Several notable French and German figures took part in the fighting.

- The French writer Maurice Genevoix, then a second lieutenant in the 106th Infantry Regiment, fought at Les Éparges. He spent several months in the sector before being wounded on 25 April 1915 at the Tranchée de Calonne.
- Robert Porchon, a French officer and friend of Genevoix, was killed during the fighting at Les Éparges in February 1915.
- The French politician Frédéric Chevillon, mayor of Allauch and a member of the French Chamber of Deputies, was killed in action near Les Éparges in February 1915.
- The sculptor Georges Saupique was wounded during the fighting on 18 March 1915.
- Eugène Lemercier, painter and sergeant in the 106th Infantry Regiment, was reported missing during the April fighting.
- The writer Louis Pergaud, best known for War of the Buttons, fought in the Meuse offensive and was declared dead on 8 April 1915 after disappearing during the fighting near Fresnes-en-Woëvre.
- The Jesuit theologian Pierre Rousselot died in April 1915.
- Maurice Bedel, a doctor and writer, served during the fighting.
- The composer and conductor Albert Wolff served with a field stretcher-bearer unit and witnessed the fighting at Les Éparges in spring 1915.
- On the German side, the future writer Ernst Jünger participated in the fighting and was wounded. He later described his experiences of the First World War in Storm of Steel.

==Legacy==

Les Éparges became an important site of remembrance after the war.
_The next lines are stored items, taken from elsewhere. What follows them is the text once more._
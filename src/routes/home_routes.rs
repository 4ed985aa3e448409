use axum::{Json, Router, routing::get};

use crate::models::AppState;

#[derive(serde::Serialize)]
pub struct HealthResponse {
    pub status: String,
}

pub fn router() -> Router<AppState> {
    Router::new().route("/health", get(health))
}

pub async fn health() -> Json<HealthResponse> {
    Json(HealthResponse {
        status: "ok".to_string(),
    })
}
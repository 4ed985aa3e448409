use axum::{
    http::StatusCode,
    response::{IntoResponse, Response},
    Json,
};
use serde::Serialize;

#[derive(Debug, Serialize)]
pub struct ErrorResponse {
    pub error: ErrorObject,
}

#[derive(Debug, Serialize)]
pub struct ErrorObject {
    pub code: String,
    pub message: String,
}

#[derive(Debug)]
pub enum ApiError {
    Unauthorized(&'static str, String),
    BadRequest(&'static str, String),
    NotFound(&'static str, String),
    Conflict(&'static str, String),
    Internal(String),
}

impl ApiError {
    pub fn invalid_api_key() -> Self {
        ApiError::Unauthorized("INVALID_API_KEY", "Unknown or missing clinic API key".into())
    }

    pub fn not_found(entity: &str) -> Self {
        ApiError::NotFound("NOT_FOUND", format!("{entity} not found"))
    }

    /// Optimistic-concurrency loss at booking time. Expected outcome, not a
    /// fault: the caller should re-query availability.
    pub fn slot_taken() -> Self {
        ApiError::Conflict(
            "SLOT_NOT_AVAILABLE",
            "The requested slot is no longer available".into(),
        )
    }

    /// The appointment moved to another status between the caller's read and
    /// this write. Re-read and retry.
    pub fn appointment_state_changed() -> Self {
        ApiError::Conflict(
            "APPOINTMENT_STATE_CHANGED",
            "Appointment status changed concurrently".into(),
        )
    }

    pub fn offer_not_pending() -> Self {
        ApiError::Conflict(
            "OFFER_NOT_PENDING",
            "Move offer is no longer pending".into(),
        )
    }

    pub fn db(e: sqlx::Error) -> Self {
        ApiError::Internal(format!("db error: {e}"))
    }

    fn to_error_response(code: &str, message: &str) -> Json<ErrorResponse> {
        Json(ErrorResponse {
            error: ErrorObject {
                code: code.to_string(),
                message: message.to_string(),
            },
        })
    }
}

impl IntoResponse for ApiError {
    fn into_response(self) -> Response {
        match self {
            ApiError::Unauthorized(code, msg) => {
                (StatusCode::UNAUTHORIZED, ApiError::to_error_response(code, &msg)).into_response()
            }
            ApiError::BadRequest(code, msg) => {
                (StatusCode::BAD_REQUEST, ApiError::to_error_response(code, &msg)).into_response()
            }
            ApiError::NotFound(code, msg) => {
                (StatusCode::NOT_FOUND, ApiError::to_error_response(code, &msg)).into_response()
            }
            ApiError::Conflict(code, msg) => {
                (StatusCode::CONFLICT, ApiError::to_error_response(code, &msg)).into_response()
            }
            ApiError::Internal(msg) => (
                StatusCode::INTERNAL_SERVER_ERROR,
                ApiError::to_error_response("INTERNAL", &msg),
            )
                .into_response(),
        }
    }
}
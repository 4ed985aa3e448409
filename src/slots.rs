// src/slots.rs
//
// Availability core: wall-clock slot generation in the clinic's timezone,
// interval overlap arithmetic, and the opaque slot identifier.

use chrono::{DateTime, Duration, NaiveDate, NaiveTime, TimeZone, Utc, Weekday};
use chrono_tz::Tz;
use serde::{Deserialize, Serialize};
use uuid::Uuid;

/* -------------------------
   Operating hours
--------------------------*/

/// Open/close wall-clock times for a single day, serialized as "HH:MM".
#[derive(Debug, Clone, Copy, PartialEq, Serialize, Deserialize)]
pub struct DayHours {
    #[serde(with = "hhmm")]
    pub open: NaiveTime,
    #[serde(with = "hhmm")]
    pub close: NaiveTime,
}

/// Weekly hours keyed by day. Empty by default: a dentist schedule only
/// overrides the days it names, and a clinic without configured hours falls
/// back to the standard weekday hours at resolution time.
#[derive(Debug, Clone, Default, PartialEq, Serialize, Deserialize)]
pub struct WeekHours {
    pub monday: Option<DayHours>,
    pub tuesday: Option<DayHours>,
    pub wednesday: Option<DayHours>,
    pub thursday: Option<DayHours>,
    pub friday: Option<DayHours>,
    pub saturday: Option<DayHours>,
    pub sunday: Option<DayHours>,
}

impl WeekHours {
    pub fn get(&self, day: Weekday) -> Option<DayHours> {
        match day {
            Weekday::Mon => self.monday,
            Weekday::Tue => self.tuesday,
            Weekday::Wed => self.wednesday,
            Weekday::Thu => self.thursday,
            Weekday::Fri => self.friday,
            Weekday::Sat => self.saturday,
            Weekday::Sun => self.sunday,
        }
    }
}

/// Fallback when neither the dentist schedule nor the clinic settings name
/// hours for a weekday.
pub fn standard_day_hours() -> DayHours {
    DayHours {
        open: NaiveTime::from_hms_opt(9, 0, 0).unwrap(),
        close: NaiveTime::from_hms_opt(17, 0, 0).unwrap(),
    }
}

/// Resolve the effective hours for one dentist on one day. Weekends are
/// closed under the default policy, even when a schedule entry exists.
pub fn resolve_day_hours(
    clinic_hours: &WeekHours,
    dentist_hours: &WeekHours,
    day: Weekday,
) -> Option<DayHours> {
    if matches!(day, Weekday::Sat | Weekday::Sun) {
        return None;
    }
    dentist_hours
        .get(day)
        .or_else(|| clinic_hours.get(day))
        .or_else(|| Some(standard_day_hours()))
}

mod hhmm {
    use chrono::NaiveTime;
    use serde::{self, Deserialize, Deserializer, Serializer};

    pub fn serialize<S: Serializer>(t: &NaiveTime, s: S) -> Result<S::Ok, S::Error> {
        s.serialize_str(&t.format("%H:%M").to_string())
    }

    pub fn deserialize<'de, D: Deserializer<'de>>(d: D) -> Result<NaiveTime, D::Error> {
        let raw = String::deserialize(d)?;
        NaiveTime::parse_from_str(&raw, "%H:%M")
            .or_else(|_| NaiveTime::parse_from_str(&raw, "%H:%M:%S"))
            .map_err(serde::de::Error::custom)
    }
}

/* -------------------------
   Intervals
--------------------------*/

/// A half-open busy interval `[start, end)` taken by a non-cancelled
/// appointment.
#[derive(Debug, Clone, Copy)]
pub struct BusyInterval {
    pub start: DateTime<Utc>,
    pub end: DateTime<Utc>,
}

/// Half-open interval overlap: touching endpoints do not conflict.
pub fn overlaps(
    a_start: DateTime<Utc>,
    a_end: DateTime<Utc>,
    b_start: DateTime<Utc>,
    b_end: DateTime<Utc>,
) -> bool {
    a_start < b_end && a_end > b_start
}

/* -------------------------
   Slot generation
--------------------------*/

/// Candidate starts for one dentist-day, at `stride_mins` stride from opening
/// time, finishing no later than close. All wall-clock arithmetic happens in
/// the clinic timezone so days around a DST transition keep their local
/// opening hours. Candidates are dropped when they fall inside a DST gap,
/// start before `now`, or overlap a busy interval.
pub fn day_slots(
    date: NaiveDate,
    hours: DayHours,
    stride_mins: i64,
    tz: Tz,
    busy: &[BusyInterval],
    now: DateTime<Utc>,
) -> Vec<(DateTime<Utc>, DateTime<Utc>)> {
    let mut out = Vec::new();
    if stride_mins <= 0 {
        return out;
    }
    let stride = Duration::minutes(stride_mins);

    let mut cursor = date.and_time(hours.open);
    let close = date.and_time(hours.close);

    while cursor + stride <= close {
        let local_start = cursor;
        cursor += stride;

        let Some(start) = tz
            .from_local_datetime(&local_start)
            .earliest()
            .map(|t| t.with_timezone(&Utc))
        else {
            // DST gap: this wall-clock time does not exist on this day
            continue;
        };
        let end = start + stride;

        if start < now {
            continue;
        }
        if busy.iter().any(|b| overlaps(start, end, b.start, b.end)) {
            continue;
        }
        out.push((start, end));
    }
    out
}

/* -------------------------
   Slot identity
--------------------------*/

pub const SLOT_ID_DELIMITER: char = '@';

#[derive(Debug, thiserror::Error)]
pub enum SlotIdError {
    #[error("slot_id must be '<dentist_id>@<rfc3339 start>'")]
    MissingDelimiter,
    #[error("slot_id dentist component is not a UUID")]
    BadDentistId,
    #[error("slot_id start component is not an RFC 3339 timestamp")]
    BadTimestamp,
}

/// `@` never occurs in a UUID or an RFC 3339 timestamp, so the encoding is
/// unambiguous and round-trips losslessly.
pub fn encode_slot_id(dentist_id: Uuid, start: DateTime<Utc>) -> String {
    format!("{dentist_id}{SLOT_ID_DELIMITER}{}", start.to_rfc3339())
}

pub fn parse_slot_id(slot_id: &str) -> Result<(Uuid, DateTime<Utc>), SlotIdError> {
    let (dentist_part, start_part) = slot_id
        .split_once(SLOT_ID_DELIMITER)
        .ok_or(SlotIdError::MissingDelimiter)?;
    let dentist_id = Uuid::parse_str(dentist_part).map_err(|_| SlotIdError::BadDentistId)?;
    let start = DateTime::parse_from_rfc3339(start_part)
        .map_err(|_| SlotIdError::BadTimestamp)?
        .with_timezone(&Utc);
    Ok((dentist_id, start))
}
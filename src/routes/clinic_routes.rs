// src/routes/clinic_routes.rs

use axum::{
    extract::State,
    routing::{get, patch},
    Json, Router,
};
use serde::{Deserialize, Serialize};
use uuid::Uuid;

use crate::{
    error::ApiError,
    middleware::auth_context::ClinicContext,
    models::{AppState, ClinicRow, ClinicSettings},
    routes::appointment_routes::fetch_clinic,
};

pub fn router() -> Router<AppState> {
    Router::new()
        .route("/clinic", get(get_clinic))
        .route("/clinic", patch(update_clinic))
}

#[derive(Debug, Serialize)]
pub struct ClinicDto {
    pub id: Uuid,
    pub name: String,
    pub timezone: String,
    pub settings: ClinicSettings,
}

impl From<ClinicRow> for ClinicDto {
    fn from(row: ClinicRow) -> Self {
        let settings = row.parsed_settings();
        ClinicDto {
            id: row.clinic_id,
            name: row.name,
            timezone: row.timezone,
            settings,
        }
    }
}

/// The caller's own clinic, resolved from the API key.
pub async fn get_clinic(
    State(state): State<AppState>,
    ctx: ClinicContext,
) -> Result<Json<ClinicDto>, ApiError> {
    let row = fetch_clinic(&state, ctx.clinic_id).await?;
    Ok(Json(row.into()))
}

#[derive(Debug, Deserialize)]
pub struct UpdateClinicRequest {
    pub name: Option<String>,
    pub timezone: Option<String>,
    pub settings: Option<ClinicSettings>,
}

pub async fn update_clinic(
    State(state): State<AppState>,
    ctx: ClinicContext,
    Json(req): Json<UpdateClinicRequest>,
) -> Result<Json<ClinicDto>, ApiError> {
    if let Some(name) = req.name.as_deref() {
        let name = name.trim();
        if name.is_empty() || name.len() > 128 {
            return Err(ApiError::BadRequest(
                "VALIDATION_ERROR",
                "name must be 1-128 characters".into(),
            ));
        }
    }
    if let Some(tz) = req.timezone.as_deref() {
        if tz.parse::<chrono_tz::Tz>().is_err() {
            return Err(ApiError::BadRequest(
                "VALIDATION_ERROR",
                "timezone must be a valid IANA timezone".into(),
            ));
        }
    }
    let settings = req
        .settings
        .map(|s| serde_json::to_value(s))
        .transpose()
        .map_err(|e| ApiError::Internal(format!("settings encode error: {e}")))?;

    let row: ClinicRow = sqlx::query_as::<_, ClinicRow>(
        r#"
        UPDATE clinic
        SET name       = COALESCE($2, name),
            timezone   = COALESCE($3, timezone),
            settings   = COALESCE($4, settings),
            updated_at = now()
        WHERE clinic_id = $1
        RETURNING clinic_id, name, timezone, settings, created_at, updated_at
        "#,
    )
    .bind(ctx.clinic_id)
    .bind(req.name.as_deref().map(str::trim))
    .bind(req.timezone.as_deref().map(str::trim))
    .bind(settings)
    .fetch_optional(&state.db)
    .await
    .map_err(ApiError::db)?
    .ok_or_else(|| ApiError::not_found("clinic"))?;

    Ok(Json(row.into()))
}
The ridge, with its trenches, mine craters and memorials, remains closely associated with the soldiers who fought and died there. The site contains monuments and memorials including those at Point X, Point C and the national necropolis at Le Trottoir.

The Éparges ridge remains one of the significant surviving landscapes of the First World War. Its heavily cratered terrain provides a visible reminder of the destructive nature of trench and mine warfare on the Western Front.